И вот — всего три недели прошло, а уже можно смотреть в это прошлое историческим взглядом, нужно вспоминать, поднимая в памяти крепко залегшие, но такие близкие пласты, что, казалось бы, рано еще будить их к жизни. Вот почему, быть может, было правдиво наше первое чувство, когда мы было решили не устраивать никаких заседаний «памяти Блока», предоставив это тем, кто может теперь о Блоке говорить спокойно. Я говорю — быть может, это первое чувство было правдивым, но обстоятельства заставили нас от него отказаться: не успел Блок умереть, как справа и слева — или, вернее: справа и справа — стали раздаваться всякие случайные голоса, которые хотели из Блока сделать свое знамя — даже не знамя, а какой-то боевой вымпел. Мы же — твердо верим, что Блок есть знамя целой эпохи, и знамя только самого себя; и литературным и политическим партиям, желающим причислить его к себе, надо с самого же начала сказать — руки прочь! Руки прочь! — кто хочет из Блока сделать поэта прошлого времени; руки прочь! — кто из Блока хочет сделать поэта «будущего» в кавычках.

Но это — не моя задача сегодня; Андрей Белый в своей речи коснулся этого, дав облик цельного Блока, облик поэта-Диониса, не разорванного Менадами. Моя задача иная: вспомнить об отношении Александра Александровича к Вольной Философской Ассоциации, членом-учредителем которой он был. Но наша «Вольфила» создавалась и росла в бурном процессе кипения эпохи, и в отношениях А. А. Блока к Вольфиле мне — да и всем вам — может быть интересно лишь то, что отражало самую эпоху, начиная с семнадцатого года. Я расскажу только очень немногое, — многого не скажешь не потому, что времени мало, а потому, что время еще не пришло; это многое могло бы составить целую книгу, которая, вероятно, никогда не будет написана. Итак — из многого ограничиваюсь только очень немногим.

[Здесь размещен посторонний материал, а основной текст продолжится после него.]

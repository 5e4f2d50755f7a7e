//! Integration tests for the lookupsheet binary

use std::path::Path;
use std::process::Command;

fn run(args: &[&str]) -> (String, String, i32) {
    let output = Command::new(env!("CARGO_BIN_EXE_lookupsheet"))
        // Keep stderr deterministic regardless of the caller's RUST_LOG.
        .env_remove("RUST_LOG")
        .args(args)
        .output()
        .expect("Failed to execute lookupsheet");

    let stdout = String::from_utf8_lossy(&output.stdout).to_string();
    let stderr = String::from_utf8_lossy(&output.stderr).to_string();
    let exit_code = output.status.code().unwrap_or(-1);

    (stdout, stderr, exit_code)
}

fn write_definition(dir: &Path, name: &str, content: &str) -> String {
    let path = dir.join(name);
    std::fs::write(&path, content).unwrap();
    path.to_string_lossy().to_string()
}

const DEFINITION: &str = r#"
id = "demo"

[[columns]]
name = "A"
type = "string"

[[columns]]
name = "B"
type = "int"

[[columns]]
name = "C"
type = "string"

[[cells]]
column = "A"
row = 1
value = "x"

[[cells]]
column = "C"
row = 1
value = "lookup(A, 1)"

[[cells]]
column = "A"
row = 1
value = "Hello, World"

[[cells]]
column = "B"
row = 3
value = "12"
"#;

#[test]
fn test_export_to_stdout() {
    let dir = tempfile::tempdir().unwrap();
    let file = write_definition(dir.path(), "demo.toml", DEFINITION);

    let (stdout, _, code) = run(&[&file]);
    assert_eq!(code, 0);
    assert_eq!(
        stdout,
        "Row,A,B,C\n1,\"Hello, World\",,\"Hello, World\"\n3,,12,\n"
    );
}

#[test]
fn test_export_to_file() {
    let dir = tempfile::tempdir().unwrap();
    let file = write_definition(dir.path(), "demo.toml", DEFINITION);
    let out = dir.path().join("demo.csv");

    let (stdout, _, code) = run(&[&file, "-o", out.to_str().unwrap()]);
    assert_eq!(code, 0);
    assert!(stdout.contains("Exported sheet demo"));
    let csv = std::fs::read_to_string(out).unwrap();
    assert!(csv.starts_with("Row,A,B,C\n"));
}

const CYCLE: &str = r#"
[[columns]]
name = "A"
type = "string"

[[columns]]
name = "B"
type = "string"

[[cells]]
column = "A"
row = 1
value = "lookup(B, 1)"

[[cells]]
column = "B"
row = 1
value = "lookup(A, 1)"

[[cells]]
column = "B"
row = 2
value = "after"
"#;

#[test]
fn test_rejection_fails_by_default() {
    let dir = tempfile::tempdir().unwrap();
    let file = write_definition(dir.path(), "cycle.toml", CYCLE);

    let (stdout, stderr, code) = run(&[&file]);
    assert_eq!(code, 1);
    assert!(stdout.is_empty());
    assert!(stderr.contains("Cell B1 rejected (cycle)"));
}

#[test]
fn test_keep_going_reports_and_continues() {
    let dir = tempfile::tempdir().unwrap();
    let file = write_definition(dir.path(), "cycle.toml", CYCLE);

    let (stdout, stderr, code) = run(&[&file, "--keep-going"]);
    assert_eq!(code, 0);
    assert!(stderr.contains("Warning: cell B1 rejected (cycle)"));
    assert_eq!(stdout, "Row,A,B\n1,,\n2,,after\n");
}

#[test]
fn test_unsupported_column_type() {
    let dir = tempfile::tempdir().unwrap();
    let file = write_definition(
        dir.path(),
        "bad.toml",
        "[[columns]]\nname = \"A\"\ntype = \"money\"\n",
    );

    let (_, stderr, code) = run(&[&file]);
    assert_eq!(code, 1);
    assert!(stderr.contains("Unsupported column type: money"));
}

#[test]
fn test_missing_file() {
    let (_, stderr, code) = run(&["/definitely/not/here.toml"]);
    assert_eq!(code, 1);
    assert!(stderr.contains("Failed to load"));
}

Мне придется начать несколько издалека, с года революции, чтобы рассказать об отношении Александра Александровича к Вольной Философской Ассоциации; придется быстро пройти по широким и крутым ступеням, годам революции, чтобы самому себе ответить на вопрос: как это случилось, что поэт революции не пережил революции. Мы знаем теперь: не душа Блока изменилась — изменилась душа революции; ни от чего Блок не отрекся, но он задохся, когда исторический воздух, очищенный стихийным взрывом, снова отяжелел и сгустился. Не в радостный час победы умер Блок; но смерть была его победой.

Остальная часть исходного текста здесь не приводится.